Work task: Copy each of the following entries back without change.

Records provided:
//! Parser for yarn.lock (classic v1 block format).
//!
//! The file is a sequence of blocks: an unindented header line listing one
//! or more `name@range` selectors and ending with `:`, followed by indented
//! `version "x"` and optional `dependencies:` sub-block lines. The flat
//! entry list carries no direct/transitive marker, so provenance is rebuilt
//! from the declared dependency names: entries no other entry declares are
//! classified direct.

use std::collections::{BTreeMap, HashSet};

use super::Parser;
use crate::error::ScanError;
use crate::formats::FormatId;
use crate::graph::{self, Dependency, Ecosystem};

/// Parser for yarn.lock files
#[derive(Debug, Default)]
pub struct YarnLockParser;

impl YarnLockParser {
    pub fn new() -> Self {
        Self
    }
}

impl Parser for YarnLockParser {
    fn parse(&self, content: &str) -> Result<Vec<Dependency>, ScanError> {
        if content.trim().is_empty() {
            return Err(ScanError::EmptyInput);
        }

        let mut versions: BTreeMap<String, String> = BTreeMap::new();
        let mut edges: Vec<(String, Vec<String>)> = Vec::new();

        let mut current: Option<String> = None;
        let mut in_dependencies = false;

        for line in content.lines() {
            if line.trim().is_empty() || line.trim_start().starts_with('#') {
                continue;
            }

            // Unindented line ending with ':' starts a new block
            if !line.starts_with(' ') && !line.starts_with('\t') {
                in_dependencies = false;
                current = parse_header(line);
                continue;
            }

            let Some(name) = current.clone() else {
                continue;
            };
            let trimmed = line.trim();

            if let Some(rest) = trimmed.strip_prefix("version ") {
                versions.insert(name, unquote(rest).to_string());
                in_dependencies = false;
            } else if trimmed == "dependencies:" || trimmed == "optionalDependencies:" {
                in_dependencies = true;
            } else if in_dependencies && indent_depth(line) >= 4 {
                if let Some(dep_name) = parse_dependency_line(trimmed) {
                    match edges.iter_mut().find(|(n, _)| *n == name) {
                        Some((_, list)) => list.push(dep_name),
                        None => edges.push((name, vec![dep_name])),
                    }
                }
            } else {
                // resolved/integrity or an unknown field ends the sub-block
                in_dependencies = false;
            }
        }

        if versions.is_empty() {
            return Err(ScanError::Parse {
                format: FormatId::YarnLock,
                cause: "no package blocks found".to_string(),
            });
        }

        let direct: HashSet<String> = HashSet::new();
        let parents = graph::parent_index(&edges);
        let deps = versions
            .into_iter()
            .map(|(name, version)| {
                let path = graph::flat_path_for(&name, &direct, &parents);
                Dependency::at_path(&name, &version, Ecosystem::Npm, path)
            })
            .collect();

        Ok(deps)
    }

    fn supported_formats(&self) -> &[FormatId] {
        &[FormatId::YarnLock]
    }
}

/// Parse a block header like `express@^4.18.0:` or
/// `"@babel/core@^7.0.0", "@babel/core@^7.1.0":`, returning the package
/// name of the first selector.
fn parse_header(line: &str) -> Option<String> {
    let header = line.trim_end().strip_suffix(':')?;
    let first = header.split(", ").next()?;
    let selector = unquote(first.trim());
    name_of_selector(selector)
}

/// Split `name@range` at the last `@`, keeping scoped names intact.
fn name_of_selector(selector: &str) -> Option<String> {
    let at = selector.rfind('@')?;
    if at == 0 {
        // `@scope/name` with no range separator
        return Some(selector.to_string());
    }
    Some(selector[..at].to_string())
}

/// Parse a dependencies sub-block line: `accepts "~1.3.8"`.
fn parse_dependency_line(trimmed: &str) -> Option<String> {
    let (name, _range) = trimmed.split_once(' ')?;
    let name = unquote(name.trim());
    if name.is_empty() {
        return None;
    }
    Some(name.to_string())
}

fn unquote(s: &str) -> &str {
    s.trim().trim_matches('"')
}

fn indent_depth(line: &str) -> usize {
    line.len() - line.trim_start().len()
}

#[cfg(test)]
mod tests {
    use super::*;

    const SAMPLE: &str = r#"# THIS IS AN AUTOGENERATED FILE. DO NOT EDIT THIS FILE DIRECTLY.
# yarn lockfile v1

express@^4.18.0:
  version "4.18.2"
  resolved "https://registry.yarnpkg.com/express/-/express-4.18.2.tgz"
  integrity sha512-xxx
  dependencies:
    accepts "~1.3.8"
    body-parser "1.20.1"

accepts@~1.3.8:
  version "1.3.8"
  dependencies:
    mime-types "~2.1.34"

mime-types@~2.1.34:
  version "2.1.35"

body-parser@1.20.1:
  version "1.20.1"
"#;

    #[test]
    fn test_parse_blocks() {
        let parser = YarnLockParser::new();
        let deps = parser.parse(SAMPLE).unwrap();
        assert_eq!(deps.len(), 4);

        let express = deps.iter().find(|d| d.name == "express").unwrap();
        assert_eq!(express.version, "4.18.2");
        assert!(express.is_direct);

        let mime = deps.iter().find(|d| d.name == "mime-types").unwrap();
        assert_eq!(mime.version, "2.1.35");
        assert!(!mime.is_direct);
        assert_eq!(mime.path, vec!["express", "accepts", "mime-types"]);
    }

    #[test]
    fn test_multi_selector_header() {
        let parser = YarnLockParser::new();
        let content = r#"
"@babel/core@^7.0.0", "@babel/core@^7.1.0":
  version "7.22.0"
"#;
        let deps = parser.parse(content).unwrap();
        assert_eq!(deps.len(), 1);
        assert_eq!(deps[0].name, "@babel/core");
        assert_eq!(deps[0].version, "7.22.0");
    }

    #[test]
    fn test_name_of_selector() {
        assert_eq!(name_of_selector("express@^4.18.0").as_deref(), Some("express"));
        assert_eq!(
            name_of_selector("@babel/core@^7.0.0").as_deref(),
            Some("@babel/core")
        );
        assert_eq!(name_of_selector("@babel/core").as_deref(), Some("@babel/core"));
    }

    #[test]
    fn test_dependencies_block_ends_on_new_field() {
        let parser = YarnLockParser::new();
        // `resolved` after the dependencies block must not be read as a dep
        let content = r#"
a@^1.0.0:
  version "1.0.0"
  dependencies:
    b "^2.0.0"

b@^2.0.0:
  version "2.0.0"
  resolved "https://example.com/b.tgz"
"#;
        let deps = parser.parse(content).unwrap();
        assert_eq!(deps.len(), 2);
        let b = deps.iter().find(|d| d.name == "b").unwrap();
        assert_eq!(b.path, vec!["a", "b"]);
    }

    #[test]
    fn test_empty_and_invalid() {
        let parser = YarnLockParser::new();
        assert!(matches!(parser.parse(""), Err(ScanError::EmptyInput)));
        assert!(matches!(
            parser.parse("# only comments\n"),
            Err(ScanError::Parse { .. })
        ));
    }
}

Task result:
//! Parser for yarn.lock (classic v1 block format).
//!
//! The file is a sequence of blocks: an unindented header line listing one
//! or more `name@range` selectors and ending with `:`, followed by indented
//! `version "x"` and optional `dependencies:` sub-block lines. The flat
//! entry list carries no direct/transitive marker, so provenance is rebuilt
//! from the declared dependency names: entries no other entry declares are
//! classified direct.

use std::collections::{BTreeMap, HashSet};

use super::Parser;
use crate::error::ScanError;
use crate::formats::FormatId;
use crate::graph::{self, Dependency, Ecosystem};

/// Parser for yarn.lock files
#[derive(Debug, Default)]
pub struct YarnLockParser;

impl YarnLockParser {
    pub fn new() -> Self {
        Self
    }
}

impl Parser for YarnLockParser {
    fn parse(&self, content: &str) -> Result<Vec<Dependency>, ScanError> {
        if content.trim().is_empty() {
            return Err(ScanError::EmptyInput);
        }

        let mut versions: BTreeMap<String, String> = BTreeMap::new();
        let mut edges: Vec<(String, Vec<String>)> = Vec::new();

        let mut current: Option<String> = None;
        let mut in_dependencies = false;

        for line in content.lines() {
            if line.trim().is_empty() || line.trim_start().starts_with('#') {
                continue;
            }

            // Unindented line ending with ':' starts a new block
            if !line.starts_with(' ') && !line.starts_with('\t') {
                in_dependencies = false;
                current = parse_header(line);
                continue;
            }

            let Some(name) = current.clone() else {
                continue;
            };
            let trimmed = line.trim();

            if let Some(rest) = trimmed.strip_prefix("version ") {
                versions.insert(name, unquote(rest).to_string());
                in_dependencies = false;
            } else if trimmed == "dependencies:" || trimmed == "optionalDependencies:" {
                in_dependencies = true;
            } else if in_dependencies && indent_depth(line) >= 4 {
                if let Some(dep_name) = parse_dependency_line(trimmed) {
                    match edges.iter_mut().find(|(n, _)| *n == name) {
                        Some((_, list)) => list.push(dep_name),
                        None => edges.push((name, vec![dep_name])),
                    }
                }
            } else {
                // resolved/integrity or an unknown field ends the sub-block
                in_dependencies = false;
            }
        }

        if versions.is_empty() {
            return Err(ScanError::Parse {
                format: FormatId::YarnLock,
                cause: "no package blocks found".to_string(),
            });
        }

        let direct: HashSet<String> = HashSet::new();
        let parents = graph::parent_index(&edges);
        let deps = versions
            .into_iter()
            .map(|(name, version)| {
                let path = graph::flat_path_for(&name, &direct, &parents);
                Dependency::at_path(&name, &version, Ecosystem::Npm, path)
            })
            .collect();

        Ok(deps)
    }

    fn supported_formats(&self) -> &[FormatId] {
        &[FormatId::YarnLock]
    }
}

/// Parse a block header like `express@^4.18.0:` or
/// `"@babel/core@^7.0.0", "@babel/core@^7.1.0":`, returning the package
/// name of the first selector.
fn parse_header(line: &str) -> Option<String> {
    let header = line.trim_end().strip_suffix(':')?;
    let first = header.split(", ").next()?;
    let selector = unquote(first.trim());
    name_of_selector(selector)
}

/// Split `name@range` at the last `@`, keeping scoped names intact.
fn name_of_selector(selector: &str) -> Option<String> {
    let at = selector.rfind('@')?;
    if at == 0 {
        // `@scope/name` with no range separator
        return Some(selector.to_string());
    }
    Some(selector[..at].to_string())
}

/// Parse a dependencies sub-block line: `accepts "~1.3.8"`.
fn parse_dependency_line(trimmed: &str) -> Option<String> {
    let (name, _range) = trimmed.split_once(' ')?;
    let name = unquote(name.trim());
    if name.is_empty() {
        return None;
    }
    Some(name.to_string())
}

fn unquote(s: &str) -> &str {
    s.trim().trim_matches('"')
}

fn indent_depth(line: &str) -> usize {
    line.len() - line.trim_start().len()
}

#[cfg(test)]
mod tests {
    use super::*;

    const SAMPLE: &str = r#"# THIS IS AN AUTOGENERATED FILE. DO NOT EDIT THIS FILE DIRECTLY.
# yarn lockfile v1

express@^4.18.0:
  version "4.18.2"
  resolved "https://registry.yarnpkg.com/express/-/express-4.18.2.tgz"
  integrity sha512-xxx
  dependencies:
    accepts "~1.3.8"
    body-parser "1.20.1"

accepts@~1.3.8:
  version "1.3.8"
  dependencies:
    mime-types "~2.1.34"

mime-types@~2.1.34:
  version "2.1.35"

body-parser@1.20.1:
  version "1.20.1"
"#;

    #[test]
    fn test_parse_blocks() {
        let parser = YarnLockParser::new();
        let deps = parser.parse(SAMPLE).unwrap();
        assert_eq!(deps.len(), 4);

        let express = deps.iter().find(|d| d.name == "express").unwrap();
        assert_eq!(express.version, "4.18.2");
        assert!(express.is_direct);

        let mime = deps.iter().find(|d| d.name == "mime-types").unwrap();
        assert_eq!(mime.version, "2.1.35");
        assert!(!mime.is_direct);
        assert_eq!(mime.path, vec!["express", "accepts", "mime-types"]);
    }

    #[test]
    fn test_multi_selector_header() {
        let parser = YarnLockParser::new();
        let content = r#"
"@babel/core@^7.0.0", "@babel/core@^7.1.0":
  version "7.22.0"
"#;
        let deps = parser.parse(content).unwrap();
        assert_eq!(deps.len(), 1);
        assert_eq!(deps[0].name, "@babel/core");
        assert_eq!(deps[0].version, "7.22.0");
    }

    #[test]
    fn test_name_of_selector() {
        assert_eq!(name_of_selector("express@^4.18.0").as_deref(), Some("express"));
        assert_eq!(
            name_of_selector("@babel/core@^7.0.0").as_deref(),
            Some("@babel/core")
        );
        assert_eq!(name_of_selector("@babel/core").as_deref(), Some("@babel/core"));
    }

    #[test]
    fn test_dependencies_block_ends_on_new_field() {
        let parser = YarnLockParser::new();
        // `resolved` after the dependencies block must not be read as a dep
        let content = r#"
a@^1.0.0:
  version "1.0.0"
  dependencies:
    b "^2.0.0"

b@^2.0.0:
  version "2.0.0"
  resolved "https://example.com/b.tgz"
"#;
        let deps = parser.parse(content).unwrap();
        assert_eq!(deps.len(), 2);
        let b = deps.iter().find(|d| d.name == "b").unwrap();
        assert_eq!(b.path, vec!["a", "b"]);
    }

    #[test]
    fn test_empty_and_invalid() {
        let parser = YarnLockParser::new();
        assert!(matches!(parser.parse(""), Err(ScanError::EmptyInput)));
        assert!(matches!(
            parser.parse("# only comments\n"),
            Err(ScanError::Parse { .. })
        ));
    }
}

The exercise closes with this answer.